戦争前夜 譚璐美 著

魯迅、蒋介石の愛した日本

著者の譚璐美さんは、東京生まれの華僑で、慶応卒のノンフィクション作家である。

日中近代史に関わる数多くの著作をお持ちである。

日中近代史はまさに不幸の歴史であると思う。

清の時代から中華民国にわたる時代、日本人と中国人は、それぞれが尊敬しあっていたようだ。

もちろん、全部がそうではないし、一方的に見下していた人々もいただろう。また、軍部などは別だ。

しかし、少なくとも、心ある人々は双方ともに尊敬しあっていた、はずだ。

そういう話は昔からよく見る、読む、聞く。

当然、私は、聞く話ばかりだが、欧米列強の圧力さえなければ、もっと違った歴史があったはずだ。アヘン戦争にしろ、明治維新にしろ、欧米列強の強引な圧力、ジャーディン・マセソンのもうかればいい式の、死の商人的な商売。
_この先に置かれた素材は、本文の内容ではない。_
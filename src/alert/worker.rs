use anyhow::{anyhow, Result};
use std::sync::atomic::{AtomicBool, AtomicU64, Ordering};
use std::sync::mpsc::{self, Receiver, Sender};
use std::sync::Arc;
use std::thread::JoinHandle;

use crate::DetectionEvent;

use super::cooldown::CooldownPermit;
use super::dispatcher::{AlertDispatcher, Delivery};

type Job = (DetectionEvent, CooldownPermit);

/// Delivery counters shared between the worker thread and its handle.
#[derive(Debug, Default)]
pub struct WorkerStats {
    pub delivered: AtomicU64,
    pub failed: AtomicU64,
    pub dropped: AtomicU64,
}

/// Runs alert delivery on a dedicated thread.
///
/// The frame loop hands admitted events over a channel and never waits on the
/// network. `finish` drains the queue; `shutdown` lets the in-flight delivery
/// complete and drops everything still queued.
#[derive(Debug)]
pub struct DispatchWorker {
    tx: Option<Sender<Job>>,
    stopping: Arc<AtomicBool>,
    stats: Arc<WorkerStats>,
    join: Option<JoinHandle<()>>,
}

impl DispatchWorker {
    pub fn spawn(dispatcher: Arc<AlertDispatcher>) -> Result<Self> {
        let (tx, rx) = mpsc::channel::<Job>();
        let stopping = Arc::new(AtomicBool::new(false));
        let stats = Arc::new(WorkerStats::default());

        let thread_stopping = Arc::clone(&stopping);
        let thread_stats = Arc::clone(&stats);
        let join = std::thread::Builder::new()
            .name("alert-dispatch".to_string())
            .spawn(move || run_worker(dispatcher, rx, thread_stopping, thread_stats))
            .map_err(|e| anyhow!("failed to spawn alert dispatch thread: {}", e))?;

        Ok(Self {
            tx: Some(tx),
            stopping,
            stats,
            join: Some(join),
        })
    }

    /// Queues an admitted event. The permit travels with it.
    pub fn submit(&self, event: DetectionEvent, permit: CooldownPermit) -> Result<()> {
        let tx = self
            .tx
            .as_ref()
            .ok_or_else(|| anyhow!("alert dispatch worker already stopped"))?;
        tx.send((event, permit))
            .map_err(|_| anyhow!("alert dispatch worker exited"))
    }

    /// Shared counters that outlive the worker.
    pub fn stats_handle(&self) -> Arc<WorkerStats> {
        Arc::clone(&self.stats)
    }

    /// Delivers everything already queued, then joins the thread.
    pub fn finish(mut self) -> Result<()> {
        self.close()
    }

    /// Waits for the in-flight delivery, drops queued events, joins the thread.
    pub fn shutdown(mut self) -> Result<()> {
        self.stopping.store(true, Ordering::SeqCst);
        self.close()
    }

    fn close(&mut self) -> Result<()> {
        self.tx.take();
        if let Some(join) = self.join.take() {
            join.join()
                .map_err(|_| anyhow!("alert dispatch thread panicked"))?;
        }
        Ok(())
    }
}

impl Drop for DispatchWorker {
    fn drop(&mut self) {
        if self.join.is_some() {
            self.stopping.store(true, Ordering::SeqCst);
            if let Err(e) = self.close() {
                log::error!("{}", e);
            }
        }
    }
}

fn run_worker(
    dispatcher: Arc<AlertDispatcher>,
    rx: Receiver<Job>,
    stopping: Arc<AtomicBool>,
    stats: Arc<WorkerStats>,
) {
    for (event, permit) in rx {
        if stopping.load(Ordering::SeqCst) {
            log::debug!("dropping queued {} alert on shutdown", event.event_type);
            stats.dropped.fetch_add(1, Ordering::Relaxed);
            drop(permit);
            continue;
        }
        match dispatcher.deliver(&event, permit) {
            Delivery::Delivered { .. } => {
                stats.delivered.fetch_add(1, Ordering::Relaxed);
            }
            Delivery::Failed { .. } => {
                stats.failed.fetch_add(1, Ordering::Relaxed);
            }
        }
    }
    log::debug!("alert dispatch worker exiting");
}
そんな中で、食い物にされかけた中国人は立ち上がり、食い物にされることを免れた日本人は、欧米に対抗すべく、同等を目指した。結果、不幸な歴史ができてしまった。

そんな気がする。

でも、そのはざまもさまざまな事象に、もっともっと目を向けて、具体的にどうだったのか、何があったのか、皆、何を思い、何を考え、何をしたのか、知るべきだろう、今も、いや、いつまでも。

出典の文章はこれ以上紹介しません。